I’m not talking politics. I’m talking about the building.

I went running t his morning in D.C. from Dupont Circle down to the White House and was delighted to see the construction and barriers in front of the White House suddenly gone. Pennsylvania Avenue in front of the black fence is closed to traffic but open to us, turned into a broad promenade with lamps, a beautiful setting, and a good view of all the TV reporters using the White House as their backdrop.

The last time I walked this way, you couldn’t get anywhere near the White House. It felt as if this, too, had been stolen from us by the terrorists.

But now it’s open again. God knows what security measures lie underneath these broad stones (trap doors?); at least it’s invisible. So it almost appears as if Washington is finding its normal.

Add to that the lowering of security levels in New York, New Jersey, and Washington and it feels good.

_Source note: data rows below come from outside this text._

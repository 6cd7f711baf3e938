use super::*;

use catalog::LabCatalog;
use shared::domain::ExperimentId;

const DNA_ACTIONS: [&str; 6] = [
    "add-sample",
    "add-reagents",
    "mash",
    "filter",
    "add-alcohol",
    "extract",
];

fn catalog() -> LabCatalog {
    LabCatalog::builtin().expect("builtin catalog")
}

fn dna(catalog: &LabCatalog) -> &ExperimentDefinition {
    catalog
        .experiment(&ExperimentId::new("dna-extraction"))
        .expect("dna experiment")
}

fn act(stepper: &GuidedExperimentStepper<'_>, state: &StepperState, action: &str) -> StepUpdate {
    stepper.advance(state, &ActionId::new(action))
}

#[test]
fn starts_at_step_zero_with_initial_content() {
    let catalog = catalog();
    let stepper = GuidedExperimentStepper::new(dna(&catalog));
    let state = stepper.start();
    assert_eq!(state.current_step(), 0);
    assert_eq!(state.total_steps(), 6);
    assert_eq!(state.progress_percent(), 0.0);
    assert_eq!(state.content().as_str(), "empty");
    assert!(state.consumed().is_empty());
    assert!(!state.quiz_available());
    assert_eq!(
        stepper.next_action(&state).map(ActionId::as_str),
        Some("add-sample")
    );
}

#[test]
fn correct_sequence_increases_progress_to_exactly_one_hundred() {
    let catalog = catalog();
    let stepper = GuidedExperimentStepper::new(dna(&catalog));
    let mut state = stepper.start();
    let mut last_progress = state.progress_percent();

    for (idx, action) in DNA_ACTIONS.iter().enumerate() {
        let update = act(&stepper, &state, action);
        assert!(update.state.progress_percent() > last_progress);
        assert_eq!(update.state.current_step(), idx + 1);
        last_progress = update.state.progress_percent();
        state = update.state;
    }

    assert_eq!(state.progress_percent(), 100.0);
    assert!(state.is_complete());
    assert_eq!(state.content().as_str(), "dna-strands");
    assert_eq!(state.consumed().len(), DNA_ACTIONS.len());
}

#[test]
fn final_step_sets_result_and_quiz() {
    let catalog = catalog();
    let stepper = GuidedExperimentStepper::new(dna(&catalog));
    let mut state = stepper.start();
    let mut transition = None;
    for action in DNA_ACTIONS {
        let update = act(&stepper, &state, action);
        transition = Some(update.transition);
        state = update.state;
    }
    assert_eq!(transition, Some(StepTransition::Completed { ordinal: 6 }));
    assert!(state.result_text().is_some_and(|text| text.contains("DNA")));
    assert!(state.quiz_available());
}

#[test]
fn alcohol_before_filter_is_ignored() {
    let catalog = catalog();
    let stepper = GuidedExperimentStepper::new(dna(&catalog));
    let mut state = stepper.start();
    for action in ["add-sample", "add-reagents", "mash"] {
        state = act(&stepper, &state, action).state;
    }
    let before = state.clone();

    let update = act(&stepper, &state, "add-alcohol");
    assert_eq!(update.state, before);
    assert_eq!(update.state.current_step(), 3);
    assert_eq!(update.state.progress_percent(), 50.0);
    assert_eq!(update.state.content().as_str(), "mash");
    assert_eq!(
        update.transition,
        StepTransition::Ignored {
            expected: Some(ActionId::new("filter"))
        }
    );
}

#[test]
fn any_wrong_action_leaves_step_progress_and_content_unchanged() {
    let catalog = catalog();
    let stepper = GuidedExperimentStepper::new(dna(&catalog));
    let mut state = stepper.start();

    for (idx, action) in DNA_ACTIONS.iter().enumerate() {
        for wrong in DNA_ACTIONS
            .iter()
            .enumerate()
            .filter(|(other, _)| *other != idx)
            .map(|(_, wrong)| wrong)
            .chain(["shake", ""].iter())
        {
            let ignored = act(&stepper, &state, wrong);
            assert_eq!(ignored.state.current_step(), state.current_step());
            assert_eq!(ignored.state.progress_percent(), state.progress_percent());
            assert_eq!(ignored.state.content(), state.content());
        }
        state = act(&stepper, &state, action).state;
    }
}

#[test]
fn actions_after_completion_are_ignored() {
    let catalog = catalog();
    let stepper = GuidedExperimentStepper::new(dna(&catalog));
    let mut state = stepper.start();
    for action in DNA_ACTIONS {
        state = act(&stepper, &state, action).state;
    }
    let update = act(&stepper, &state, "extract");
    assert_eq!(update.state, state);
    assert_eq!(update.transition, StepTransition::Ignored { expected: None });
}

#[test]
fn reset_returns_initial_state() {
    let catalog = catalog();
    let stepper = GuidedExperimentStepper::new(dna(&catalog));
    let mut state = stepper.start();
    for action in &DNA_ACTIONS[..4] {
        state = act(&stepper, &state, action).state;
    }
    assert_eq!(state.content().as_str(), "filtered-liquid");

    let reset = stepper.reset();
    assert_eq!(reset, stepper.start());
    assert_eq!(reset.current_step(), 0);
    assert!(reset.consumed().is_empty());
    assert!(reset.result_text().is_none());
}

I can hear the “comment” links being clicked now by those who would say this was all a right-wing conspiracy, if not a vast one: They left the barriers and alerts up, this theory says, until the election to keep us scared into voting for their side and now they’re down. But I’m not a conspiracy theorist. If we were that good at organizing things we’d have organized Iraq better or we could at least organize American elections better. Oh, that’s right, those are covered by conspiracy theories, too.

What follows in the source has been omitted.